It should look like so:

input array: [4,5,6]

output: [4,0,0,0,0,5,0,0,0,0,6,0,0,0,0]

I have tried the following:

   import numpy as np
   x = np.asarray([4,5,6])
   y = np.array([])
   for index, value in enumerate(x):
        y = np.insert(x, index+1, [0,0,0,0])
        print(y)

which returns:

[4 0 0 0 0 5 6]
[4 5 0 0 0 0 6]
[4 5 6 0 0 0 0]

So basically I need to combine the output into one single numpy array rather than three lists.

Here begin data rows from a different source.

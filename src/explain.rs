//! Word-occlusion explanations for a classification.
//!
//! For each distinct word, re-classify the text with that word removed and
//! measure how much the predicted label's probability drops. Positive weight
//! means the word pushed the text toward the predicted label.

use serde::Serialize;

use crate::sentiment::{tokenize, Classifier, ClassifierError, Prediction};

#[derive(Debug, Clone, PartialEq, Serialize)]
pub struct WordWeight {
    pub word: String,
    pub weight: f32,
}

#[derive(Debug, Clone, PartialEq, Serialize)]
pub struct Explanation {
    pub prediction: Prediction,
    /// Sorted by absolute weight, strongest first.
    pub words: Vec<WordWeight>,
}

#[derive(Debug, Clone, Copy)]
pub struct OcclusionExplainer {
    /// Words reported back.
    pub max_features: usize,
    /// Distinct words probed; bounds classifier calls per explanation.
    pub max_candidates: usize,
}

impl Default for OcclusionExplainer {
    fn default() -> Self {
        Self {
            max_features: 10,
            max_candidates: 40,
        }
    }
}

impl OcclusionExplainer {
    pub async fn explain(
        &self,
        classifier: &dyn Classifier,
        text: &str,
    ) -> Result<Explanation, ClassifierError> {
        let prediction = classifier.classify(text).await?;
        let target = prediction.sentiment;
        let base = prediction.probability_of(target);

        let tokens = tokenize(text);
        let mut candidates: Vec<&str> = Vec::new();
        for t in &tokens {
            if !candidates.contains(&t.as_str()) {
                candidates.push(t.as_str());
            }
            if candidates.len() >= self.max_candidates {
                break;
            }
        }

        let mut words = Vec::with_capacity(candidates.len());
        for word in candidates {
            let reduced = tokens
                .iter()
                .filter(|t| t.as_str() != word)
                .map(String::as_str)
                .collect::<Vec<_>>()
                .join(" ");
            let without = classifier.classify(&reduced).await?;
            words.push(WordWeight {
                word: word.to_string(),
                weight: base - without.probability_of(target),
            });
        }

        words.sort_by(|a, b| b.weight.abs().total_cmp(&a.weight.abs()));
        words.truncate(self.max_features);
        Ok(Explanation { prediction, words })
    }
}
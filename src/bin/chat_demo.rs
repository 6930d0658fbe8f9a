//! Demo that plays a scripted conversation through the chat service
//! (fixed sentiments, canned replies; no network).

use std::sync::Arc;

use review_sentiment_desk::chat::Sender;
use review_sentiment_desk::chat_service::ChatService;
use review_sentiment_desk::knowledge::KnowledgeBase;
use review_sentiment_desk::responder::{CannedResponder, SafeResponder};
use review_sentiment_desk::sentiment::{ScriptedClassifier, Sentiment};

#[tokio::main]
async fn main() -> anyhow::Result<()> {
    tracing_subscriber::fmt().with_target(false).init();

    let script = [
        ("What is your return policy?", Sentiment::Neutral),
        ("The blender arrived cracked.", Sentiment::Negative),
        ("Thanks, the warranty info helps.", Sentiment::Positive),
        ("Now the replacement is broken too.", Sentiment::Negative),
        ("This is unacceptable, I want a human.", Sentiment::Negative),
        ("Hello? Anyone there?", Sentiment::Neutral),
    ];

    let classifier = Arc::new(ScriptedClassifier::new(script.iter().map(|(_, s)| *s)));
    let chat = ChatService::new(
        classifier,
        SafeResponder::new(Arc::new(CannedResponder)),
        Arc::new(KnowledgeBase::default()),
    );

    for (text, _) in script {
        let report = chat.submit(None, text).await?;
        println!(
            "> {text:<42} {:<9} streak={} escalated={}",
            report.outcome.label(),
            report.state.negative_streak,
            report.state.escalated,
        );
    }

    println!("\n--- transcript ---");
    for turn in chat.snapshot(None).await?.turns {
        let who = match turn.sender {
            Sender::User => "user",
            Sender::Bot => "bot ",
        };
        match turn.status {
            Some(s) => println!("[{who}] {} ({s})", turn.message),
            None => println!("[{who}] {}", turn.message),
        }
    }

    println!("chat-demo done");
    Ok(())
}
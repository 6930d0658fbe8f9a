// src/lib.rs
// Public library surface for the binaries and integration tests.

pub mod ai_bootstrap;
pub mod api;
pub mod chat;
pub mod chat_service;
pub mod config;
pub mod explain;
pub mod history;
pub mod inference;
pub mod knowledge;
pub mod logging;
pub mod metrics;
pub mod responder;
pub mod sentiment;
pub mod views;

use std::sync::Arc;

use axum::Router;
use tracing::info;

// ---- Re-exports for stable public API ----
pub use crate::api::{router, AppState};
pub use crate::chat::{ConversationState, ESCALATION_MESSAGE, WELCOME_MESSAGE};
pub use crate::chat_service::{ChatService, TurnOutcome};
pub use crate::responder::FALLBACK_REPLY;
pub use crate::sentiment::{Classifier, Prediction, Sentiment};

use crate::ai_bootstrap::{build_classifier, AiRuntime};
use crate::config::AppConfig;
use crate::knowledge::KnowledgeBase;
use crate::metrics::Metrics;

/// Full application from the process environment. Fails when required
/// configuration (e.g. `GEMINI_API_KEY`) is missing.
pub async fn app() -> anyhow::Result<Router> {
    let cfg = AppConfig::from_env()?;
    app_from_config(cfg).await
}

/// Wire config → collaborators → state → router (+ `/metrics`).
pub async fn app_from_config(cfg: AppConfig) -> anyhow::Result<Router> {
    let metrics = Metrics::init()?;
    let kb = Arc::new(KnowledgeBase::load_or_default(&cfg.knowledge_base_path)?);
    let classifier = build_classifier(cfg.classifier.as_ref())?;
    let ai = AiRuntime::from_config(cfg.ai.clone())?;

    if std::env::var("AI_QUICK_PROBE").ok().as_deref() == Some("1") {
        ai.quick_probe(&kb).await;
    }

    let state = AppState::new(classifier, ai.responder, kb).with_static_dir(cfg.static_dir.clone());
    info!(
        static_dir = %cfg.static_dir.display(),
        knowledge_base = %cfg.knowledge_base_path.display(),
        "application state initialised"
    );
    Ok(router(state).merge(metrics.router()))
}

Would anybody know how to solve this?

Many thanks!

2 Answers 2

3

Use the numpy .zeros function !

import numpy as np

inputArray = [4,5,6]

newArray = np.zeros(5*len(inputArray),dtype=int)
newArray[::5] = inputArray

In fact, you 'force' all the values with indexes 0,5 and 10 to become 4,5 and 6.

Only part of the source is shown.